4 thoughts on “Lessig 2016: A radical institutionalist runs for President”

  1. David W. pointed at this post and called it a “must read” as we common people seek to parse the meaning in a Lessig candidacy. Whenever I read your work my analytic scope is broadened so thank you for that… the institutionalist versus insurrectionist bullshit will doubtless help me re-shape my perspectives for some time to come. Still, I didn’t find anything here to alter my (mis?)understanding of the Lessig candidacy which I tried to summarize n a comment on JOHO. Here it is, copied and pasted from there:

    “Perhaps you [David] find it difficult to think about because you recognize it as a futile narcissistic gesture, a waste of a million bucks. How much better for Lessig to have found the strongest candidate who could champion his cause for an overhaul of our democracy from campaign finance reform to repairing the gerrymandered congressional districts. Now Lessig will, for me, be consigned to the mind space reserved for cranks and bullshit artists like the county clerk in Kentucky. He will be someone to ignore except at those odd intervals when I want to pull his candidacy out of the box and examine it. The county clerk performed an act of civil disobedience. Lessig promises to do even less than that. It’s a little confusing if you look at him as a Democrat, but then the county clerk is a Democrat too. That fact might make Lessig’s annoying candidacy less difficult to think about.”
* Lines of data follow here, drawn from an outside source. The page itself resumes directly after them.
//! Geography: identifiers, boundary data and projections.
//!
//! - `normalize`: identifier normalization per geography
//! - `topology`: TopoJSON decoding into features and meshes
//! - `resolve`: picks the renderable features for a geography selection
//! - `custom`: features extracted from a hand-supplied SVG map
//! - `projection`: the four projection families and extent fitting
//! - `path`: projected path data, bounds and centroids

pub mod custom;
pub mod normalize;
pub mod path;
pub mod projection;
pub mod resolve;
pub mod topology;

use std::fmt;

use glam::DVec2;
use serde::{Deserialize, Serialize};

pub use normalize::normalize_identifier;
pub use topology::Topology;

/// Which boundary set a map is drawn with
#[derive(Debug, Clone, Copy, PartialEq, Eq, Hash, PartialOrd, Ord, Serialize, Deserialize)]
#[serde(rename_all = "kebab-case")]
pub enum Geography {
    UsaStates,
    UsaNation,
    CanadaProvinces,
    CanadaNation,
    World,
}

impl Geography {
    /// Subdivision geographies key features by a two-letter code
    pub fn is_subdivision(self) -> bool {
        matches!(self, Geography::UsaStates | Geography::CanadaProvinces)
    }

    /// Single-country outline geographies
    pub fn is_nation(self) -> bool {
        matches!(self, Geography::UsaNation | Geography::CanadaNation)
    }

    /// Names a country feature may carry, used when searching a country collection
    pub fn country_candidates(self) -> &'static [&'static str] {
        match self {
            Geography::UsaStates | Geography::UsaNation => {
                &["United States of America", "United States", "USA", "US"]
            }
            Geography::CanadaProvinces | Geography::CanadaNation => &["Canada", "CAN", "CA"],
            Geography::World => &[],
        }
    }
}

impl fmt::Display for Geography {
    fn fmt(&self, f: &mut fmt::Formatter<'_>) -> fmt::Result {
        let s = match self {
            Geography::UsaStates => "usa-states",
            Geography::UsaNation => "usa-nation",
            Geography::CanadaProvinces => "canada-provinces",
            Geography::CanadaNation => "canada-nation",
            Geography::World => "world",
        };
        f.write_str(s)
    }
}

/// Geometry in geographic coordinates (x = longitude, y = latitude)
#[derive(Debug, Clone, PartialEq)]
pub enum Geometry {
    Point(DVec2),
    MultiPoint(Vec<DVec2>),
    LineString(Vec<DVec2>),
    MultiLineString(Vec<Vec<DVec2>>),
    /// Exterior ring followed by holes
    Polygon(Vec<Vec<DVec2>>),
    MultiPolygon(Vec<Vec<Vec<DVec2>>>),
    Collection(Vec<Geometry>),
}

impl Geometry {
    /// Visit every coordinate
    pub fn for_each_point<F: FnMut(DVec2)>(&self, f: &mut F) {
        match self {
            Geometry::Point(p) => f(*p),
            Geometry::MultiPoint(pts) | Geometry::LineString(pts) => {
                for p in pts {
                    f(*p);
                }
            }
            Geometry::MultiLineString(lines) | Geometry::Polygon(lines) => {
                for p in lines.iter().flatten() {
                    f(*p);
                }
            }
            Geometry::MultiPolygon(polys) => {
                for p in polys.iter().flatten().flatten() {
                    f(*p);
                }
            }
            Geometry::Collection(items) => {
                for g in items {
                    g.for_each_point(f);
                }
            }
        }
    }
}

/// A boundary feature: geometry plus identifying properties
#[derive(Debug, Clone, PartialEq)]
pub struct Feature {
    pub id: Option<String>,
    pub properties: serde_json::Map<String, serde_json::Value>,
    pub geometry: Option<Geometry>,
}

impl Feature {
    /// String property lookup (numbers are rendered as strings)
    pub fn property(&self, name: &str) -> Option<String> {
        match self.properties.get(name)? {
            serde_json::Value::String(s) => Some(s.clone()),
            serde_json::Value::Number(n) => Some(n.to_string()),
            _ => None,
        }
    }

    /// Display name as found in common boundary datasets
    pub fn name(&self) -> Option<String> {
        self.property("name")
            .or_else(|| self.property("NAME"))
            .or_else(|| self.property("name_en"))
    }

    /// Identifying strings tried in order when matching country-level data:
    /// id, name, long name, admin name, ISO3 code
    pub fn country_keys(&self) -> Vec<String> {
        let mut keys = Vec::new();
        keys.extend(self.id.clone());
        for prop in ["name", "name_long", "admin", "iso_a3", "adm0_a3"] {
            keys.extend(self.property(prop));
        }
        keys
    }
}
    What I was missing when I responded to David’s confusion was your concept that Lessig “often” wins by losing. Some people would call that “win by losing” trope a rationalization, and indeed call his track record one of a loser. I get why his friends and colleagues wouldn’t be that negative or risk offense. Personally, I’m less than charmed by the egocentric assumption of privilege that allows a guy to raise a quick million bucks from people otherwise not too invested in successful political outcomes and take that million bucks and play with it. I for one hope he doesn’t register on the pollsters’ radar and fails to achieve a 1% approval rating. There are many serious people seeking to influence serious outcomes. Here in California we’re all about getting Prop 49 validated by our Supreme Court so we can improve campaign finance in our state. What are you doing in Massachusetts?

  2. He’s not going to win because he plans on resigning as soon as he does. He’s making a mockery of our democracy. He claims his run is for campaign reform, but one has to assume this is more along the lines of egotism than a real interest in change.
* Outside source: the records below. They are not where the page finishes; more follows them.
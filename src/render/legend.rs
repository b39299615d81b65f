//! Legend panels for the active size and color scales.
//!
//! Panels stack below the map in a fixed order (size, symbol color,
//! choropleth color), each horizontally centered on the canvas.

use glam::{DVec2, dvec2};

use super::context::RenderContext;
use super::defaults;
use super::scene::{
    CircleNode, Def, Fill, Font, GradientStop, Group, Node, Paint, RectNode, TextAnchor, TextLine,
    TextNode,
};
use crate::color::Color;
use crate::data::Value;
use crate::format::format_value;
use crate::scale::{ColorScale, SizeScale};
use crate::settings::{FontStyle, FontWeight, TextDecoration};
use crate::template::RichText;

/// Space between a panel title and its body
const TITLE_GAP: f64 = 6.0;
/// Space between a swatch or bar and its text
const TEXT_GAP: f64 = 4.0;
/// Horizontal distance between the two size samples
const SIZE_SAMPLE_SPACING: f64 = 80.0;

/// What one panel shows
#[derive(Debug, Clone)]
pub enum LegendKind<'s> {
    Size(&'s SizeScale),
    Color {
        scale: &'s ColorScale,
        /// Suffix for the gradient definition id
        gradient: &'static str,
    },
}

#[derive(Debug, Clone)]
pub struct LegendSpec<'s> {
    pub id: &'static str,
    /// Bound column, used as the title and for value formatting
    pub column: &'s str,
    pub kind: LegendKind<'s>,
}

/// Rendered legends: the group, the definitions it uses and the height it
/// adds below the map
pub struct Legends {
    pub node: Node,
    pub defs: Vec<Def>,
    pub height: f64,
}

/// Lay out every panel that has something to show
pub fn render_legends(ctx: &RenderContext<'_>, specs: &[LegendSpec<'_>]) -> Legends {
    let mut group = Group::new("legends");
    let mut defs = Vec::new();
    let mut top = ctx.canvas.height + defaults::LEGEND_GAP;
    for spec in specs {
        let Some((panel, height)) = render_panel(ctx, spec, top, &mut defs) else {
            continue;
        };
        group.children.push(Node::Group(panel));
        top += height + defaults::LEGEND_GAP;
    }
    let height = if group.children.is_empty() {
        0.0
    } else {
        top - ctx.canvas.height
    };
    Legends {
        node: Node::Group(group),
        defs,
        height,
    }
}

fn font(ctx: &RenderContext<'_>, size: f64, bold: bool) -> Font {
    Font {
        family: ctx.styling.label.font_family.clone(),
        size,
        weight: if bold { FontWeight::Bold } else { FontWeight::Normal },
        style: FontStyle::Normal,
        decoration: TextDecoration::None,
    }
}

fn text(ctx: &RenderContext<'_>, s: &str, at: DVec2, anchor: TextAnchor, size: f64, bold: bool) -> Node {
    let rich = RichText::plain(s);
    Node::Text(TextNode {
        id: None,
        class: None,
        anchor,
        font: font(ctx, size, bold),
        fill: defaults::LABEL_COLOR,
        lines: rich
            .lines
            .into_iter()
            .map(|spans| TextLine { position: at, spans })
            .collect(),
    })
}

fn value_label(ctx: &RenderContext<'_>, column: &str, v: f64) -> String {
    format_value(
        &Value::Number(v),
        ctx.dataset.column_type(column),
        ctx.dataset.column_format(column),
        ctx.geography,
    )
}

fn render_panel(
    ctx: &RenderContext<'_>,
    spec: &LegendSpec<'_>,
    top: f64,
    defs: &mut Vec<Def>,
) -> Option<(Group, f64)> {
    let cx = ctx.canvas.width / 2.0;
    let pad = defaults::LEGEND_PADDING;
    let text_size = defaults::LEGEND_TEXT_SIZE;
    let mut group = Group::new(spec.id).with_class("legend");
    group.children.push(text(
        ctx,
        spec.column,
        dvec2(cx, top + pad + defaults::LEGEND_TITLE_SIZE / 2.0),
        TextAnchor::Middle,
        defaults::LEGEND_TITLE_SIZE,
        true,
    ));
    let body = top + pad + defaults::LEGEND_TITLE_SIZE + TITLE_GAP;

    let body_height = match &spec.kind {
        LegendKind::Size(SizeScale::Flat(_)) | LegendKind::Color { scale: ColorScale::Flat(_), .. } => {
            return None;
        }
        LegendKind::Size(SizeScale::Linear { domain, range, .. }) => {
            let diameter = range.0.max(range.1);
            let cy = body + diameter / 2.0;
            let label_y = body + diameter + TEXT_GAP + text_size / 2.0;
            let samples = [
                (cx - SIZE_SAMPLE_SPACING / 2.0, range.0, domain.min()),
                (cx + SIZE_SAMPLE_SPACING / 2.0, range.1, domain.max()),
            ];
            for (x, size, value) in samples {
                group.children.push(Node::Circle(CircleNode {
                    center: dvec2(x, cy),
                    radius: size / 2.0,
                    paint: Paint::fill(Color::None).with_stroke(defaults::LABEL_COLOR, 1.0),
                    ..Default::default()
                }));
                group.children.push(text(
                    ctx,
                    &value_label(ctx, spec.column, value),
                    dvec2(x, label_y),
                    TextAnchor::Middle,
                    text_size,
                    false,
                ));
            }
            diameter + TEXT_GAP + text_size
        }
        LegendKind::Color {
            scale: ColorScale::Continuous(scale),
            gradient,
        } => {
            let gradient_id = format!("legend-gradient-{gradient}");
            defs.push(Def::LinearGradient {
                id: gradient_id.clone(),
                stops: scale
                    .stops()
                    .into_iter()
                    .map(|(offset, color)| GradientStop { offset, color })
                    .collect(),
            });
            let width = defaults::LEGEND_BAR_WIDTH;
            let left = cx - width / 2.0;
            group.children.push(Node::Rect(RectNode {
                origin: dvec2(left, body),
                size: dvec2(width, defaults::LEGEND_BAR_HEIGHT),
                paint: Paint {
                    fill: Some(Fill::Gradient(gradient_id)),
                    ..Default::default()
                },
                ..Default::default()
            }));
            let label_y = body + defaults::LEGEND_BAR_HEIGHT + TEXT_GAP + text_size / 2.0;
            let domain = scale.domain;
            let mut ticks = vec![
                (left, domain.min(), TextAnchor::Start),
                (left + width, domain.max(), TextAnchor::End),
            ];
            if let Some((mid, _)) = scale.mid {
                let t = domain.normalize_clamped(mid);
                ticks.insert(1, (left + width * t, mid, TextAnchor::Middle));
            }
            for (x, value, anchor) in ticks {
                group.children.push(text(
                    ctx,
                    &value_label(ctx, spec.column, value),
                    dvec2(x, label_y),
                    anchor,
                    text_size,
                    false,
                ));
            }
            defaults::LEGEND_BAR_HEIGHT + TEXT_GAP + text_size
        }
        LegendKind::Color {
            scale: ColorScale::Categorical(scale),
            ..
        } => {
            let total = scale.assignments.len();
            let shown = total.min(defaults::LEGEND_MAX_ENTRIES);
            let mut entries: Vec<(String, Option<Color>)> = scale
                .assignments
                .iter()
                .take(shown)
                .map(|(k, c)| (k.clone(), Some(*c)))
                .collect();
            if total > shown {
                entries.push((format!("+{} more", total - shown), None));
            }
            let metrics = ctx.metrics();
            let text_width = entries
                .iter()
                .map(|(label, _)| metrics.text_width(label, text_size))
                .fold(0.0, f64::max);
            let width = defaults::LEGEND_SWATCH + TEXT_GAP + text_width;
            let left = cx - width / 2.0;
            for (i, (label, color)) in entries.iter().enumerate() {
                let row_top = body + i as f64 * defaults::LEGEND_ROW_HEIGHT;
                let row_mid = row_top + defaults::LEGEND_SWATCH / 2.0;
                if let Some(color) = color {
                    group.children.push(Node::Rect(RectNode {
                        origin: dvec2(left, row_top),
                        size: DVec2::splat(defaults::LEGEND_SWATCH),
                        paint: Paint::fill(*color),
                        ..Default::default()
                    }));
                }
                group.children.push(text(
                    ctx,
                    label,
                    dvec2(left + defaults::LEGEND_SWATCH + TEXT_GAP, row_mid),
                    TextAnchor::Start,
                    text_size,
                    false,
                ));
            }
            entries.len() as f64 * defaults::LEGEND_ROW_HEIGHT
        }
    };

    let height = pad + defaults::LEGEND_TITLE_SIZE + TITLE_GAP + body_height + pad;
    Some((group, height))
}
    Do you understand what’s at stake in this election? We’re talking about the future of the world, when it comes to climate action. Oh, I guess that’s something Lessig isn’t interested in, since he doesn’t bother to mention it. Then there’s the growing world problem of the middle east virtually decamping, with potentially millions of refuges.

    Nope, nope…not important to Lessig.

    Why is he not channeling his effort into one of the Democratic candidates, most of whom have expressed an interest in campaign finance reform? Why is he not using his influence for something tangible, and worth while?

    Why? Pure ego.

    This is nothing more than an example of empty intellectualism masquerading as relevancy.